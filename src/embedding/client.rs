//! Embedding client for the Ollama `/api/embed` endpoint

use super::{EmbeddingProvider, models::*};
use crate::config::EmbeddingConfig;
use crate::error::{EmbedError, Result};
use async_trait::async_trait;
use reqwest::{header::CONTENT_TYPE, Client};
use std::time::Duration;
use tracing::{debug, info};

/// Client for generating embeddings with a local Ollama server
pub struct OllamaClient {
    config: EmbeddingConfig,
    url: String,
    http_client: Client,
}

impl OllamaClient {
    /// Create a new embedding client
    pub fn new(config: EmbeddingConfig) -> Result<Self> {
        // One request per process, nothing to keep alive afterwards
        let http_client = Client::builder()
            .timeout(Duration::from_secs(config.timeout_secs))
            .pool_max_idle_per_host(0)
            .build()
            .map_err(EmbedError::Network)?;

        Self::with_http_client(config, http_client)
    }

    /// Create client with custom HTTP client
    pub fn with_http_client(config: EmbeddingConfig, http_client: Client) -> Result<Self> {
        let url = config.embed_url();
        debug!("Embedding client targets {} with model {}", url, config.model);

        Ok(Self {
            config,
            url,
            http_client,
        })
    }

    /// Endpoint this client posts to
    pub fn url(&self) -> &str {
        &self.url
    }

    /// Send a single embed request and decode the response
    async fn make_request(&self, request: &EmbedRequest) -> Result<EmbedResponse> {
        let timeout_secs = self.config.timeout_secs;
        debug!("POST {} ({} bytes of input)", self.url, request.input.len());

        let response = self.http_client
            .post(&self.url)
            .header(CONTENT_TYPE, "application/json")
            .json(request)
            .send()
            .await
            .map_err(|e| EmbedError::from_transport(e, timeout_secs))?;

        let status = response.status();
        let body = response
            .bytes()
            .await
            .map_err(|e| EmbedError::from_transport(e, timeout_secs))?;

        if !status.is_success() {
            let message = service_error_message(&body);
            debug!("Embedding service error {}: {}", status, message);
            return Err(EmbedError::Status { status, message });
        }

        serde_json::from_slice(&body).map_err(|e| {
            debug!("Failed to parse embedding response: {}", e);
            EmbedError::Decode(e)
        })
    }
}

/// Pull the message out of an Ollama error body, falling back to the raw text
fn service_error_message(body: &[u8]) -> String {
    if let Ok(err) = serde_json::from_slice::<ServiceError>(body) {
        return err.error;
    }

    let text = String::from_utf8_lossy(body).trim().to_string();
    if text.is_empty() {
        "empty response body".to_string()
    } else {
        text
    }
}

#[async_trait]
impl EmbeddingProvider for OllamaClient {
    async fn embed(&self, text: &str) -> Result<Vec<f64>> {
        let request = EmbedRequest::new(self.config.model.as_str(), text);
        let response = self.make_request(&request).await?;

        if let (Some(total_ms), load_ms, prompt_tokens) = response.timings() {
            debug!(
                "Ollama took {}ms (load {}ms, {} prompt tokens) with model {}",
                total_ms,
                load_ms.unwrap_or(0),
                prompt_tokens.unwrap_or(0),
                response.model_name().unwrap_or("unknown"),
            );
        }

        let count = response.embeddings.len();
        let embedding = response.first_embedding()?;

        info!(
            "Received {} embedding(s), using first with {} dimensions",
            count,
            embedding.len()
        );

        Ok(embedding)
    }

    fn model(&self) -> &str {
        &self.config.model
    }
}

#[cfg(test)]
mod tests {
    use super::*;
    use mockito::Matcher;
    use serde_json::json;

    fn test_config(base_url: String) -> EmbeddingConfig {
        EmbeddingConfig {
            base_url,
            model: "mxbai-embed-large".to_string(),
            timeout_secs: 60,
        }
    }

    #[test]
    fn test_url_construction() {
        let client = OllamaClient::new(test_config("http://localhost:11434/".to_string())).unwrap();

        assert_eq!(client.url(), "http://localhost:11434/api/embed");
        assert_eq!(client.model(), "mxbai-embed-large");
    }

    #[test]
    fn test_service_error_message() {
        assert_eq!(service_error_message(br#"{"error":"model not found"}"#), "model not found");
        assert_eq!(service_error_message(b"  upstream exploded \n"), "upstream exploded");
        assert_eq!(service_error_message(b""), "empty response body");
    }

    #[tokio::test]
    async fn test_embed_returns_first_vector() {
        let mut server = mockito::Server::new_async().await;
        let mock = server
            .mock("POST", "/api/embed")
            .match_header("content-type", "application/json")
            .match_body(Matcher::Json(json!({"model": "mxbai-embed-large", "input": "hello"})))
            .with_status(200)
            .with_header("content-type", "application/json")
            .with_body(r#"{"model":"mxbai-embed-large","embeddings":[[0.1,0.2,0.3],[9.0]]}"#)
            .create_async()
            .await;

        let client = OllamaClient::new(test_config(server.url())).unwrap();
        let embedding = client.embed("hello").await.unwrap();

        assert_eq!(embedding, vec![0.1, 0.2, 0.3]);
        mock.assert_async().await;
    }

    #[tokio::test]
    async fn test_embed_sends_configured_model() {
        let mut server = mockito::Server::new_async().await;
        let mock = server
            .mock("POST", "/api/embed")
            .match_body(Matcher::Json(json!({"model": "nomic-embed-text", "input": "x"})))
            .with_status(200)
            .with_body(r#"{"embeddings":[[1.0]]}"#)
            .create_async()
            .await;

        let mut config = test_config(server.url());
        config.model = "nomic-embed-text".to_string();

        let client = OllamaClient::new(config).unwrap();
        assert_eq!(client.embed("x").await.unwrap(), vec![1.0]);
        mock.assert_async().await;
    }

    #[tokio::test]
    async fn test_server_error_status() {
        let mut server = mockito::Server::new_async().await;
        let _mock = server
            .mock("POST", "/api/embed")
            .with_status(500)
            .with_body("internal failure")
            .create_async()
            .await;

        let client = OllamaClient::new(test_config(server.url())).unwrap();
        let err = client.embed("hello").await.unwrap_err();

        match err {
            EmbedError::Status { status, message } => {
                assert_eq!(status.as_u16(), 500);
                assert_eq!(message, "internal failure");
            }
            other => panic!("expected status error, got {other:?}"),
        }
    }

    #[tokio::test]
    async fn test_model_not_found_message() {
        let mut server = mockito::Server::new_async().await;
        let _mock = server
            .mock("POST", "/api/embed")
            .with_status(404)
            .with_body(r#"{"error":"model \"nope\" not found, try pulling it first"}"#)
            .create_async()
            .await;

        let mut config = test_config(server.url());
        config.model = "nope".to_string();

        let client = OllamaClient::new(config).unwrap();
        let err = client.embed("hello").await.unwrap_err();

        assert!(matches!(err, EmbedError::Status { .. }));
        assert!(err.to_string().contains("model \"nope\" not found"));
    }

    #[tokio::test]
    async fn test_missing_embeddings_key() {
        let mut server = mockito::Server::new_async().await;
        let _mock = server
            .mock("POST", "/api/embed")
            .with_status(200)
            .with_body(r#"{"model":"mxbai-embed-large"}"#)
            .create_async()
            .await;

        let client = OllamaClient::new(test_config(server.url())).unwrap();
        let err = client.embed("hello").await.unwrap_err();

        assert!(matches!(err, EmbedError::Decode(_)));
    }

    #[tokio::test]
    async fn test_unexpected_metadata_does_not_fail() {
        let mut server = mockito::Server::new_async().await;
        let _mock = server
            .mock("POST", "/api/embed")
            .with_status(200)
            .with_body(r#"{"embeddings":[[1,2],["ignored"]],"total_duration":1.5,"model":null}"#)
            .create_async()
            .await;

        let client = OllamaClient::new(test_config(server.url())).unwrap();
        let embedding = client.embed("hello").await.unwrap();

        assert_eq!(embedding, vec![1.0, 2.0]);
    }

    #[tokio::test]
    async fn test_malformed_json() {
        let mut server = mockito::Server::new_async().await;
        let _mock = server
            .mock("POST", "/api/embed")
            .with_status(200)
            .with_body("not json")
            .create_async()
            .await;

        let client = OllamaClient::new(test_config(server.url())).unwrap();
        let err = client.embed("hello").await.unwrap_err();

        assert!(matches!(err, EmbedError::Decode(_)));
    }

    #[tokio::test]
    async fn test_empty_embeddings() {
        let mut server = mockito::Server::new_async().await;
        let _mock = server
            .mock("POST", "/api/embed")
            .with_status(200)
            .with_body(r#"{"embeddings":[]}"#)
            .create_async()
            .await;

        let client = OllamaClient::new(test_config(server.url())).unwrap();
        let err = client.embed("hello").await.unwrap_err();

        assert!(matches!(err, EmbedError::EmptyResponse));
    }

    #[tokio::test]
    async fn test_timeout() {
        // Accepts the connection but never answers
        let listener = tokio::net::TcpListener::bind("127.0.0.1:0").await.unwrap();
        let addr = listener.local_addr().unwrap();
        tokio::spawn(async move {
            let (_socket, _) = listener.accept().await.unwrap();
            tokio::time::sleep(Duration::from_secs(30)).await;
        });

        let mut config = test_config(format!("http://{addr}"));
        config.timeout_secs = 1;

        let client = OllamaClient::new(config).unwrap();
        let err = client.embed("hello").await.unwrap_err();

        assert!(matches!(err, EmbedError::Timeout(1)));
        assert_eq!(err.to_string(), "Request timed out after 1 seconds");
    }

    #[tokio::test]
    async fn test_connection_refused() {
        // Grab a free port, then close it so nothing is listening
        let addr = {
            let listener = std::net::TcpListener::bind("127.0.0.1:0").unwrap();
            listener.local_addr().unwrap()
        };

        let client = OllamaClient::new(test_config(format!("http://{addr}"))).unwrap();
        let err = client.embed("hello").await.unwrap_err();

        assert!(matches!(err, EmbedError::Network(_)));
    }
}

» **What you will do**: Set down exactly the lines from the opening line of the material through the line in which "decode the response" occurs, both included, and no other lines.

» **Output for this exercise**:
filename src/embedding/client.rs
//! Embedding client for the Ollama `/api/embed` endpoint

use super::{EmbeddingProvider, models::*};
use crate::config::EmbeddingConfig;
use crate::error::{EmbedError, Result};
use async_trait::async_trait;
use reqwest::{header::CONTENT_TYPE, Client};
use std::time::Duration;
use tracing::{debug, info};

/// Client for generating embeddings with a local Ollama server
pub struct OllamaClient {
    config: EmbeddingConfig,
    url: String,
    http_client: Client,
}

impl OllamaClient {
    /// Create a new embedding client
    pub fn new(config: EmbeddingConfig) -> Result<Self> {
        // One request per process, nothing to keep alive afterwards
        let http_client = Client::builder()
            .timeout(Duration::from_secs(config.timeout_secs))
            .pool_max_idle_per_host(0)
            .build()
            .map_err(EmbedError::Network)?;

        Self::with_http_client(config, http_client)
    }

    /// Create client with custom HTTP client
    pub fn with_http_client(config: EmbeddingConfig, http_client: Client) -> Result<Self> {
        let url = config.embed_url();
        debug!("Embedding client targets {} with model {}", url, config.model);

        Ok(Self {
            config,
            url,
            http_client,
        })
    }

    /// Endpoint this client posts to
    pub fn url(&self) -> &str {
        &self.url
    }

    /// Send a single embed request and decode the response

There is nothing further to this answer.